Extracted records:
--*--

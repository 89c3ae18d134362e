//! Deterministic per-agent and simulation-level RNG wrappers.
//!
//! # Determinism strategy
//!
//! Each agent gets its own `SmallRng` seeded by
//!
//!   seed = global_seed XOR (generation * MIXING) XOR ((agent + 1) * MIXING²)
//!
//! so two agents never share a stream and the same `(seed, generation,
//! agent)` triple always replays the same way, whether the cohort is stepped
//! sequentially or on Rayon.

use rand::rngs::SmallRng;
use rand::{Rng, SeedableRng};

use crate::AgentId;

/// 64-bit fractional golden-ratio constant for seed mixing.
const MIXING_CONSTANT: u64 = 0x9e37_79b9_7f4a_7c15;

// ── AgentRng ──────────────────────────────────────────────────────────────────

/// Per-agent deterministic RNG, handed to the decision function every tick.
pub struct AgentRng(SmallRng);

impl AgentRng {
    /// Seed deterministically from the run seed, generation and agent.
    pub fn new(global_seed: u64, generation: u64, agent: AgentId) -> Self {
        let seed = global_seed
            ^ generation.wrapping_mul(MIXING_CONSTANT)
            ^ (agent.0 as u64 + 1).wrapping_mul(MIXING_CONSTANT.wrapping_mul(MIXING_CONSTANT));
        AgentRng(SmallRng::seed_from_u64(seed))
    }

    /// Expose the inner `SmallRng` for use with `rand` distribution types.
    #[inline]
    pub fn inner(&mut self) -> &mut SmallRng {
        &mut self.0
    }

    /// Sample a uniformly distributed value of any `Standard`-distributed type.
    #[inline]
    pub fn random<T>(&mut self) -> T
    where
        rand::distributions::Standard: rand::distributions::Distribution<T>,
    {
        self.0.r#gen()
    }

    /// Generate a value uniformly in `range`.
    #[inline]
    pub fn gen_range<T, R>(&mut self, range: R) -> T
    where
        T: rand::distributions::uniform::SampleUniform,
        R: rand::distributions::uniform::SampleRange<T>,
    {
        self.0.gen_range(range)
    }

    /// `true` with probability `p` (clamped to [0, 1]).
    #[inline]
    pub fn gen_bool(&mut self, p: f64) -> bool {
        self.0.gen_bool(p.clamp(0.0, 1.0))
    }
}

// ── SimRng ────────────────────────────────────────────────────────────────────

/// Simulation-level RNG for surface regeneration and optimizer sampling.
///
/// Used only from the single thread that owns the controller.
pub struct SimRng(SmallRng);

impl SimRng {
    pub fn new(seed: u64) -> Self {
        SimRng(SmallRng::seed_from_u64(seed))
    }

    /// Derive a child `SimRng` with a different seed offset.
    pub fn child(&mut self, offset: u64) -> SimRng {
        let child_seed: u64 = self.0.r#gen::<u64>() ^ offset.wrapping_mul(MIXING_CONSTANT);
        SimRng(SmallRng::seed_from_u64(child_seed))
    }

    #[inline]
    pub fn inner(&mut self) -> &mut SmallRng {
        &mut self.0
    }

    #[inline]
    pub fn random<T>(&mut self) -> T
    where
        rand::distributions::Standard: rand::distributions::Distribution<T>,
    {
        self.0.r#gen()
    }

    #[inline]
    pub fn gen_range<T, R>(&mut self, range: R) -> T
    where
        T: rand::distributions::uniform::SampleUniform,
        R: rand::distributions::uniform::SampleRange<T>,
    {
        self.0.gen_range(range)
    }

    /// Shuffle a mutable slice in-place (Fisher-Yates).
    #[inline]
    pub fn shuffle<T>(&mut self, slice: &mut [T]) {
        use rand::seq::SliceRandom;
        slice.shuffle(&mut self.0);
    }
}
//! The `CohortController` and its generation state machine.

use tracing::{debug, info, warn};

use sdc_core::{AgentId, AgentRng, SimConfig, SimRng, Tick, Vec2};
use sdc_decision::{DecisionFunction, Observation, SimContext};
use sdc_scoring::ScoringPolicy;
use sdc_sensor::SensorEngine;
use sdc_surface::Surface;
use sdc_vehicle::{AgentState, KinematicModel, TerminalKind};

use crate::{
    AgentSnapshot, CohortError, CohortObserver, CohortResult, EndReason, FitnessSink,
    GenerationStatus, GenerationSummary, NoopObserver, ScenarioConfig, TickSummary,
};

// ── Slot ──────────────────────────────────────────────────────────────────────

/// One agent: its controller, its state and its private RNG.
pub(crate) struct Slot {
    pub(crate) id:     AgentId,
    pub(crate) policy: Box<dyn DecisionFunction>,
    pub(crate) state:  AgentState,
    pub(crate) rng:    AgentRng,
}

/// Everything the per-agent step reads; shared across workers.
struct StepEnv<'a> {
    ctx:          SimContext<'a>,
    model:        &'a KinematicModel,
    sensors:      &'a SensorEngine,
    scoring:      &'a ScoringPolicy,
    target:       Option<Vec2>,
    max_velocity: f32,
}

impl Slot {
    /// Decide → move → sense → score.  Dead agents are left untouched.
    fn step(&mut self, env: &StepEnv<'_>) {
        if !self.state.alive {
            return;
        }
        let command = {
            let obs = Observation {
                radars:         &self.state.radars,
                velocity_ratio: self.state.velocity / env.max_velocity,
                target_ratio:   self.state.target_ratio,
            };
            self.policy.decide(self.id, &obs, &env.ctx, &mut self.rng)
        };
        env.model.update(&mut self.state, command, env.ctx.dt);
        let contact = env.sensors.sense(&mut self.state, env.ctx.surface);
        env.scoring.score(&mut self.state, &contact, env.target);
    }
}

// ── CohortController ──────────────────────────────────────────────────────────

/// Runs generations of agents over one surface.
///
/// Create via [`CohortBuilder`][crate::CohortBuilder].  The controller owns
/// the surface; it is regenerated exactly once whenever a generation ends,
/// for whatever reason.
pub struct CohortController<S: Surface> {
    pub(crate) config:   SimConfig,
    pub(crate) scenario: ScenarioConfig,
    pub(crate) surface:  S,
    pub(crate) model:    KinematicModel,
    pub(crate) sensors:  SensorEngine,
    pub(crate) rng:      SimRng,

    pub(crate) slots:      Vec<Slot>,
    pub(crate) status:     GenerationStatus,
    pub(crate) tick:       Tick,
    /// Generation (and map) counter; advanced when a generation ends.
    pub(crate) generation: u64,
    pub(crate) best_score: f32,
    pub(crate) best_ever:  f32,
    pub(crate) last:       Option<GenerationSummary>,
}

impl<S: Surface> CohortController<S> {
    // ── Accessors ─────────────────────────────────────────────────────────

    #[inline]
    pub fn config(&self) -> &SimConfig {
        &self.config
    }

    #[inline]
    pub fn scenario(&self) -> &ScenarioConfig {
        &self.scenario
    }

    #[inline]
    pub fn surface(&self) -> &S {
        &self.surface
    }

    #[inline]
    pub fn status(&self) -> GenerationStatus {
        self.status
    }

    /// Ticks elapsed in the current (or just-finished) generation.
    #[inline]
    pub fn tick(&self) -> Tick {
        self.tick
    }

    /// How many generations (and therefore maps) have finished.
    #[inline]
    pub fn generation(&self) -> u64 {
        self.generation
    }

    /// Best total score seen in the current generation.
    #[inline]
    pub fn best_score(&self) -> f32 {
        self.best_score
    }

    /// Best total score seen across every generation so far.
    #[inline]
    pub fn best_ever(&self) -> f32 {
        self.best_ever
    }

    #[inline]
    pub fn last_summary(&self) -> Option<&GenerationSummary> {
        self.last.as_ref()
    }

    pub fn agent_count(&self) -> usize {
        self.slots.len()
    }

    pub fn alive_count(&self) -> usize {
        self.slots.iter().filter(|s| s.state.alive).count()
    }

    pub fn agent(&self, id: AgentId) -> Option<&AgentState> {
        self.slots.get(id.index()).map(|s| &s.state)
    }

    /// Every agent's state, in slot order.
    pub fn agents(&self) -> impl Iterator<Item = (AgentId, &AgentState)> + '_ {
        self.slots.iter().map(|s| (s.id, &s.state))
    }

    pub fn snapshots(&self) -> Vec<AgentSnapshot> {
        self.slots.iter().map(|s| AgentSnapshot::capture(s.id, &s.state)).collect()
    }

    // ── Generation life cycle ─────────────────────────────────────────────

    /// Spawn one agent per policy at the surface's start pose.
    pub fn begin_generation(&mut self, policies: Vec<Box<dyn DecisionFunction>>) -> CohortResult<()> {
        self.begin_generation_observed(policies, &mut NoopObserver)
    }

    pub fn begin_generation_observed<O: CohortObserver>(
        &mut self,
        policies: Vec<Box<dyn DecisionFunction>>,
        observer: &mut O,
    ) -> CohortResult<()> {
        if self.status.is_running() {
            return Err(CohortError::AlreadyRunning);
        }
        self.check_policies(&policies)?;

        let pose = self.surface.start_pose();
        let radar_count = self.scenario.radar.count;
        let seed = self.config.seed;
        let generation = self.generation;

        self.slots = policies
            .into_iter()
            .enumerate()
            .map(|(i, policy)| {
                let id = AgentId(i as u32);
                let mut state = AgentState::spawn(pose, radar_count);
                self.sensors.prime(&mut state, &self.surface);
                Slot { id, policy, state, rng: AgentRng::new(seed, generation, id) }
            })
            .collect();

        self.tick = Tick::ZERO;
        self.best_score = f32::NEG_INFINITY;
        self.status = GenerationStatus::Running;

        debug!(
            generation,
            agents = self.slots.len(),
            x = pose.position.x,
            y = pose.position.y,
            heading = pose.heading,
            "generation started"
        );
        observer.on_generation_start(generation, &self.surface, self.slots.len());
        Ok(())
    }

    /// Advance the running generation by one tick of `raw_dt` (clamped).
    pub fn step<F: FitnessSink>(&mut self, raw_dt: f32, sink: &mut F) -> CohortResult<GenerationStatus> {
        self.step_observed(raw_dt, sink, &mut NoopObserver)
    }

    pub fn step_observed<F: FitnessSink, O: CohortObserver>(
        &mut self,
        raw_dt:   f32,
        sink:     &mut F,
        observer: &mut O,
    ) -> CohortResult<GenerationStatus> {
        if !self.status.is_running() {
            return Err(CohortError::NotRunning);
        }

        let dt = self.config.clamp_dt(raw_dt);
        if dt != raw_dt {
            warn!(raw_dt, dt, "host step clamped");
        }

        self.step_agents(dt);
        self.tick = self.tick + 1;

        // ── Fitness and liveness, sequential in slot order ────────────────
        let mut alive = 0usize;
        let mut total = 0.0f32;
        for slot in &self.slots {
            let score = slot.state.total_score;
            sink.report(slot.id, score);
            self.best_score = self.best_score.max(score);
            total += score;
            alive += usize::from(slot.state.alive);
        }

        let summary = TickSummary {
            generation: self.generation,
            tick:       self.tick,
            dt,
            alive,
            best_score: self.best_score,
            mean_score: if self.slots.is_empty() { 0.0 } else { total / self.slots.len() as f32 },
        };
        observer.on_tick_end(&summary);

        let interval = self.config.snapshot_interval_ticks;
        if interval > 0 && self.tick.0 % interval == 0 {
            observer.on_snapshot(self.generation, self.tick, &self.snapshots());
        }

        if alive == 0 {
            self.end_generation(EndReason::AllDead, observer);
        } else if self.tick.0 > self.config.time_budget_ticks {
            self.end_generation(EndReason::TimeExpired, observer);
        }
        Ok(self.status)
    }

    /// Run a whole generation at the configured fixed `dt`.
    pub fn run_generation<F: FitnessSink, O: CohortObserver>(
        &mut self,
        policies: Vec<Box<dyn DecisionFunction>>,
        sink:     &mut F,
        observer: &mut O,
    ) -> CohortResult<GenerationSummary> {
        self.begin_generation_observed(policies, observer)?;
        let dt = self.config.dt;
        while self.step_observed(dt, sink, observer)?.is_running() {}
        self.last.ok_or(CohortError::NotRunning)
    }

    /// End the running generation now and build a new map.
    pub fn abort_generation(&mut self) -> CohortResult<GenerationSummary> {
        self.abort_generation_observed(&mut NoopObserver)
    }

    pub fn abort_generation_observed<O: CohortObserver>(
        &mut self,
        observer: &mut O,
    ) -> CohortResult<GenerationSummary> {
        if !self.status.is_running() {
            return Err(CohortError::NotRunning);
        }
        Ok(self.end_generation(EndReason::Aborted, observer))
    }

    // ── Internals ─────────────────────────────────────────────────────────

    fn check_policies(&self, policies: &[Box<dyn DecisionFunction>]) -> CohortResult<()> {
        let expected = self.scenario.agent_count;
        if policies.len() != expected {
            return Err(CohortError::AgentCountMismatch {
                expected,
                got:  policies.len(),
                what: "decision functions",
            });
        }
        let inputs = self.scenario.input_len();
        for (agent, policy) in policies.iter().enumerate() {
            match policy.input_len() {
                Some(got) if got != inputs => {
                    return Err(CohortError::InputMismatch { agent, expected: inputs, got });
                }
                _ => {}
            }
        }
        Ok(())
    }

    fn step_agents(&mut self, dt: f32) {
        let env = StepEnv {
            ctx:          SimContext::new(self.tick, dt, self.generation, &self.surface),
            model:        &self.model,
            sensors:      &self.sensors,
            scoring:      &self.scenario.scoring,
            target:       self.surface.target_position(),
            max_velocity: self.model.params().max_velocity,
        };

        #[cfg(not(feature = "parallel"))]
        for slot in &mut self.slots {
            slot.step(&env);
        }

        #[cfg(feature = "parallel")]
        {
            use rayon::prelude::*;
            self.slots.par_iter_mut().for_each(|slot| slot.step(&env));
        }
    }

    /// Summarize, regenerate the surface once, advance the map counter.
    fn end_generation<O: CohortObserver>(&mut self, reason: EndReason, observer: &mut O) -> GenerationSummary {
        let mut collided = 0;
        let mut parked = 0;
        let mut best: Option<(AgentId, f32)> = None;
        let mut total = 0.0f32;
        for slot in &self.slots {
            match slot.state.terminal {
                TerminalKind::Collided => collided += 1,
                TerminalKind::Parked   => parked += 1,
                TerminalKind::None     => {}
            }
            let score = slot.state.total_score;
            total += score;
            if best.is_none_or(|(_, b)| score > b) {
                best = Some((slot.id, score));
            }
        }
        let agents = self.slots.len();
        let summary = GenerationSummary {
            generation:   self.generation,
            ticks:        self.tick.0,
            reason,
            agents,
            collided,
            parked,
            survivors:    agents - collided - parked,
            best_agent:   best.map(|(id, _)| id),
            best_fitness: best.map_or(0.0, |(_, v)| v),
            mean_fitness: if agents == 0 { 0.0 } else { total / agents as f32 },
        };

        self.surface.regenerate(&mut self.rng);
        self.generation += 1;
        self.best_ever = self.best_ever.max(summary.best_fitness);
        self.status = GenerationStatus::Ended(reason);
        self.last = Some(summary);

        info!(
            generation = summary.generation,
            ticks = summary.ticks,
            reason = reason.as_str(),
            best = summary.best_fitness,
            mean = summary.mean_fitness,
            collided,
            parked,
            "generation ended"
        );
        observer.on_generation_end(&summary);
        summary
    }
}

--*--

Directions for this task:
Each line from the start of the records through the line holding "so two agents" must be returned exactly; nothing else belongs in the answer.

Solution to the exercise:
repository 89c3ae18d134362e
//! Deterministic per-agent and simulation-level RNG wrappers.
//!
//! # Determinism strategy
//!
//! Each agent gets its own `SmallRng` seeded by
//!
//!   seed = global_seed XOR (generation * MIXING) XOR ((agent + 1) * MIXING²)
//!
//! so two agents never share a stream and the same `(seed, generation,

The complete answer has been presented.